Every morning I run by this cemetery and ponder the lives of those who were laid to rest here. This country is covered in tall grasses, and there is a path worn by many kinds of feet. Ball cactus blooms burst open, wild sweet roses, delicate pink and robust yellow and white iris stand in bunches and batches. The old gate was rusted and looking around there are stone markers, dates, names, verses and one small stone with a carved lamb curled around the top.
I am drawn through the gate to this one–a child, a boy who barely touched this Earth, then left. He shouldn’t have gone, being loved so much even as he was torn from the fabric of their lives. This stone, old and crumbling is all they had of him.
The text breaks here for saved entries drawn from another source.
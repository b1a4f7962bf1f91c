//! Highlight state machine.
//!
//! [`HighlightState`] is an immutable snapshot; [`HighlightState::reduce`]
//! maps a snapshot and an [`Action`] to the next snapshot plus an optional
//! [`Effect`] for the caller to perform (arming or clearing the auto-play
//! timer). Time never enters the reducer, so tests step auto-play by feeding
//! `Advance` actions directly.

use std::collections::BTreeSet;
use std::time::Duration;

use log::{debug, info};

use super::layout::Diagram;
use super::types::{Connector, FlowCategory};

/// Input to the reducer.
#[derive(Clone, Debug, PartialEq, Eq)]
pub enum Action {
	/// Legend click on a flow category.
	SelectFlow(FlowCategory),
	/// Click on a node, by id.
	ClickNode(String),
	/// Start the timed walk through every category.
	PlayAll,
	/// Timer expiry for the auto-play run with this token.
	Advance {
		/// Token of the run that armed the timer.
		run: u64,
	},
	/// Abort a running auto-play.
	Stop,
}

/// Timer work requested by a transition.
#[derive(Clone, Copy, Debug, PartialEq, Eq)]
pub enum Effect {
	/// Dispatch `Advance { run }` after `after` has elapsed.
	Schedule {
		/// Run token to echo back.
		run: u64,
		/// Delay before the step.
		after: Duration,
	},
	/// Drop the pending auto-play timer.
	Cancel,
}

/// Position of a running auto-play.
#[derive(Clone, Copy, Debug, PartialEq, Eq)]
pub struct AutoPlay {
	/// Token distinguishing this run from earlier, cancelled ones.
	pub run: u64,
	/// Index into the playback sequence.
	pub step: usize,
}

/// Coarse view of a [`HighlightState`].
#[derive(Clone, Copy, Debug, PartialEq, Eq)]
pub enum Mode<'a> {
	/// Nothing highlighted.
	Idle,
	/// A category picked by the user.
	CategoryActive(&'a FlowCategory),
	/// Auto-play at the given step.
	AutoPlaying(usize),
}

/// How the presentation layer should draw a node or connector.
#[derive(Clone, Copy, Debug, PartialEq, Eq)]
pub enum Emphasis {
	/// No category active.
	Normal,
	/// Part of the active category.
	Highlighted,
	/// A category is active and this is not part of it.
	Dimmed,
}

/// Snapshot of what is highlighted. `Default` is the idle state.
#[derive(Clone, Debug, Default, PartialEq, Eq)]
pub struct HighlightState {
	active: Option<FlowCategory>,
	highlighted: BTreeSet<String>,
	auto_play: Option<AutoPlay>,
	/// Number of auto-play runs started so far; the next run's token.
	runs: u64,
}

/// Union of the endpoint ids of every connector in `flow`.
pub fn involved_nodes(diagram: &Diagram, flow: &FlowCategory) -> BTreeSet<String> {
	diagram
		.connectors()
		.iter()
		.filter(|c| &c.flow == flow)
		.flat_map(|c| [c.from.clone(), c.to.clone()])
		.collect()
}

impl HighlightState {
	/// Active category, if any.
	pub fn active(&self) -> Option<&FlowCategory> {
		self.active.as_ref()
	}

	/// Ids of the nodes taking part in the active category.
	pub fn highlighted(&self) -> &BTreeSet<String> {
		&self.highlighted
	}

	/// Whether input is locked by a running auto-play.
	pub fn is_auto_playing(&self) -> bool {
		self.auto_play.is_some()
	}

	/// Running auto-play, if any.
	pub fn auto_play(&self) -> Option<AutoPlay> {
		self.auto_play
	}

	/// Current state-machine state.
	pub fn mode(&self) -> Mode<'_> {
		match (&self.auto_play, &self.active) {
			(Some(play), _) => Mode::AutoPlaying(play.step),
			(None, Some(flow)) => Mode::CategoryActive(flow),
			(None, None) => Mode::Idle,
		}
	}

	/// Emphasis for a node.
	pub fn node_emphasis(&self, node_id: &str) -> Emphasis {
		if self.highlighted.contains(node_id) {
			Emphasis::Highlighted
		} else if self.active.is_some() {
			Emphasis::Dimmed
		} else {
			Emphasis::Normal
		}
	}

	/// Emphasis for a connector.
	pub fn connector_emphasis(&self, connector: &Connector) -> Emphasis {
		match &self.active {
			Some(flow) if flow == &connector.flow => Emphasis::Highlighted,
			Some(_) => Emphasis::Dimmed,
			None => Emphasis::Normal,
		}
	}

	/// Next snapshot for `action`, plus the timer work it requires.
	pub fn reduce(&self, diagram: &Diagram, action: Action) -> (Self, Option<Effect>) {
		match (action, self.auto_play) {
			(Action::SelectFlow(_) | Action::ClickNode(_) | Action::PlayAll, Some(_)) => {
				debug!("Input ignored during auto-play");
				(self.clone(), None)
			}
			(Action::SelectFlow(flow), None) => (self.toggle(diagram, flow), None),
			(Action::ClickNode(id), None) => {
				// First connector in registry order decides the category.
				match diagram.connectors().iter().find(|c| c.touches(&id)) {
					Some(conn) => (self.toggle(diagram, conn.flow.clone()), None),
					None => (self.clone(), None),
				}
			}
			(Action::PlayAll, None) => {
				let run = self.runs + 1;
				info!("Auto-play run {run} started");
				self.play_step(diagram, run, 0)
			}
			(Action::Advance { run }, Some(play)) if play.run == run => {
				self.play_step(diagram, run, play.step + 1)
			}
			(Action::Advance { run }, _) => {
				debug!("Stale auto-play tick for run {run}");
				(self.clone(), None)
			}
			(Action::Stop, Some(play)) => {
				info!("Auto-play run {} stopped at step {}", play.run, play.step);
				(self.idle(), Some(Effect::Cancel))
			}
			(Action::Stop, None) => (self.clone(), None),
		}
	}

	fn toggle(&self, diagram: &Diagram, flow: FlowCategory) -> Self {
		if self.active.as_ref() == Some(&flow) {
			debug!("Flow '{flow}' deselected");
			return self.idle();
		}
		debug!("Flow '{flow}' selected");
		Self {
			highlighted: involved_nodes(diagram, &flow),
			active: Some(flow),
			auto_play: None,
			runs: self.runs,
		}
	}

	fn play_step(&self, diagram: &Diagram, run: u64, step: usize) -> (Self, Option<Effect>) {
		let playback = &diagram.playback;
		let Some(flow) = playback.sequence.get(step) else {
			info!("Auto-play run {run} finished");
			return (
				Self {
					runs: run,
					..self.idle()
				},
				None,
			);
		};
		debug!("Auto-play run {run} step {step}: '{flow}'");
		let next = Self {
			active: Some(flow.clone()),
			highlighted: involved_nodes(diagram, flow),
			auto_play: Some(AutoPlay { run, step }),
			runs: run,
		};
		(
			next,
			Some(Effect::Schedule {
				run,
				after: playback.step(),
			}),
		)
	}

	fn idle(&self) -> Self {
		Self {
			runs: self.runs,
			..Self::default()
		}
	}
}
There are many young children, babies buried here. The years are 1800’s and I think about the lack of medicine, medical attention out here and in that time. There are mothers and babies side-by-side, clearly having died in childbirth. One whole family of children who all died the same day–we’ve heard it was a fire.
It is a place of rest. The stories of the lives are loud and want to be heard. I find myself wishing, in the dawn, that someone was here to tell me about these people and how they lived.
I turn there, stretch a bit, and run home with the shorn golden stubble shining as the sun comes over the horizon.
I feel those same things when I drive by a cemetery. I used to walk Yum Yum and B.G. through the cemetery by our old house on 48th Ave. The gate on our side was broken so I could just walk the dogs in that way. So many markers on that north side dated to the flu epidemic back in the early 1900s. So many Omahans gone at once…most of those markers were eroded by wind and time. But I’ll bet there are stories that long to be told.